Quote the entries below from the line with "the expression's value." through the line with "pub enum Continuation", both ends included, and only those lines.

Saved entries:
↓↓↓

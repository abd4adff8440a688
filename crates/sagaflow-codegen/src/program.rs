use sagaflow_graph::ElementKind;

/// What a procedure does before continuing.
#[derive(Debug, Clone, PartialEq)]
pub enum Action {
  /// Exclusive gateway: continue only if `condition` holds, otherwise tail
  /// into `otherwise` or stop.
  Guard {
    condition: String,
    otherwise: Option<String>,
  },
  /// Task: run the prelude statements, then await the invocation and store
  /// its result under `key`. On failure with an error route, store the error
  /// under `key` and tail into the route.
  Invoke {
    prelude: Option<String>,
    expression: String,
    key: String,
    error_route: Option<String>,
  },
  /// Service task: run the script, discarding its value. Failure handling
  /// as for [`Action::Invoke`].
  Run {
    script: String,
    key: String,
    error_route: Option<String>,
  },
  /// Message start event: fork a handler per `tag` occurrence, which seeds
  /// `key` with the event payload and runs the continuation.
  Subscribe { tag: String, key: String },
  /// Message end event: emit the expression's value.
  Emit { expression: String },
  /// No behavior for this node shape; left for manual completion.
  Unimplemented,
}

/// Where control goes after a procedure's action.
#[derive(Debug, Clone, PartialEq)]
pub enum Continuation {
  /// No ordinary targets: the procedure ends.
  Halt,
  /// One target: continue sequentially.
  Next(String),
  /// Several targets: fork each concurrently, in recorded order.
  Fork(Vec<String>),
}

impl Continuation {
  /// Continuation over procedure names, in recorded order.
  pub fn from_targets(mut targets: Vec<String>) -> Self {
    match targets.len() {
      0 => Continuation::Halt,
      1 => Continuation::Next(targets.remove(0)),
      _ => Continuation::Fork(targets),
    }
  }
}

/// One control-flow procedure, emitted for one node.
#[derive(Debug, Clone, PartialEq)]
pub struct Procedure {
  pub name: String,
  pub node_id: String,
  pub kind: ElementKind,
  pub action: Action,
  pub then: Continuation,
}

/// A lowered process: imports, entry point and per-node procedures.
#[derive(Debug, Clone, PartialEq)]
pub struct Program {
  /// Referenced API module names, in discovery order.
  pub imports: Vec<String>,
  /// Procedure the entry procedure starts.
  pub entry: String,
  pub procedures: Vec<Procedure>,
}

impl Program {
  pub fn procedure(&self, name: &str) -> Option<&Procedure> {
    self.procedures.iter().find(|p| p.name == name)
  }
}

/// Procedure identifier for a node id.
///
/// Characters that cannot appear in an identifier become `_`. Anything that
/// is still not an identifier (a leading digit, a keyword, a lone `_`) is
/// prefixed with `_` until it is one. Distinct ids can share a name;
/// lowering disambiguates them.
pub fn procedure_name(node_id: &str) -> String {
  let mut name: String = node_id
    .chars()
    .map(|c| if c.is_ascii_alphanumeric() || c == '_' { c } else { '_' })
    .collect();
  while syn::parse_str::<syn::Ident>(&name).is_err() {
    name.insert(0, '_');
  }
  name
}

/// Name of the handler a message start forks per event.
pub fn fork_handler_name(procedure: &str) -> String {
  format!("{procedure}_fork")
}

↑↑↑

### Worked solution:
  /// Message end event: emit the expression's value.
  Emit { expression: String },
  /// No behavior for this node shape; left for manual completion.
  Unimplemented,
}

/// Where control goes after a procedure's action.
#[derive(Debug, Clone, PartialEq)]
pub enum Continuation {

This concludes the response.